3.- En búsqueda del sentido de la vida. Estamos a pocos días de la celebración de la Navidad. Durante el Adviento nos hemos dispuestos a enfrentar nuestra frágil verdad con la Verdad del Dios encarnado. No es vano ese encuentro. Su Verdad pone de manifiesto el error en que nos encontramos, o la distancia impresionante que nos mantiene alejados de Él. Es la experiencia de San Agustín, humildemente relatada en su libro confidencial: las Confesiones. Un mundo que busca experiencias nuevas no se inquieta por vivir ésta, que interesa de tal modo la vida y su trascendencia. Le preocupa la brevedad del tiempo de su existencia terrena y oculta su inevitabilidad debajo de la alfombra. Decidir esa experiencia es buscar el sentido del mismo acontecimiento. La muerte, como renuncia activa al propio e indebido protagonismo, tiene sentido trascendente. Se lo logra en un encuentro efectivo con Dios. Cristo, el Emanuel, se expone amablemente al encuentro y experiencia de todos los hombres. Él, como en Francisco de Asís, convierte la muerte en hermana dilecta, esperada gozosamente como umbral de la Vida eterna. Son términos utilizados por el mismo Maestro y Señor. Si la noticia de su presencia no ha llegado a nosotros, o la hemos rechazado, la vida y su tiempo pierden sentido y constituyen un espantoso e inevitable vacío. El silencioso José colma el sentido de su vida y de su muerte gracias a la singular relación que mantiene con Jesús, su Hijo adoptivo.

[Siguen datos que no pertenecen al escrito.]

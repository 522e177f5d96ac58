//! Errors raised by the analysis layer.

use thiserror::Error;

#[derive(Debug, Error)]
pub enum AnalysisError {
    #[error("IO error on {path}: {source}")]
    Io {
        path: String,
        #[source]
        source: std::io::Error,
    },

    #[error("Invalid config: {0}")]
    Config(#[from] serde_yaml::Error),

    #[error("Invalid transaction record on line {line}: {source}")]
    Record {
        line: usize,
        #[source]
        source: serde_json::Error,
    },

    #[error("Cannot serialize result for cache key '{key}': {source}")]
    CachePayload {
        key: String,
        #[source]
        source: serde_json::Error,
    },
}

4.- José modelo del hombre cabal. Es oportuno invocarlo como intercesor y modelo del hombre del siglo XXI. De su mano podemos orientarnos a Quien constituye el sentido de nuestra vida. Restablecer con Cristo una relación personal, lamentablemente descuidada, es más que urgente. Es preciso transmitir la noticia de su presencia para que todos gocen de la oportunidad de rehacer, desde Él, los valores espirituales perdidos. Es el sendero obligado. De otra manera corremos el riesgo de hundirnos en el tembladeral moral que invade peligrosamente los espacios más resguardados de nuestra sociedad. Quizás no se marque con caracteres más fuertes la corresponsabilidad social, que no deja fuera a nadie. Los espectadores insensibles se convierten en jueces implacables o en curiosos adictos a escandalosos chimentos faranduleros. Corresponde a cada uno sanear el clima moral que envuelve su vida y la de sus familias. José es ejemplo perfecto del hombre que la sociedad actual necesita: humilde, generoso hasta el olvido de sí, fiel a su misión, solidario y silencioso, esposo amoroso y padre incomparable.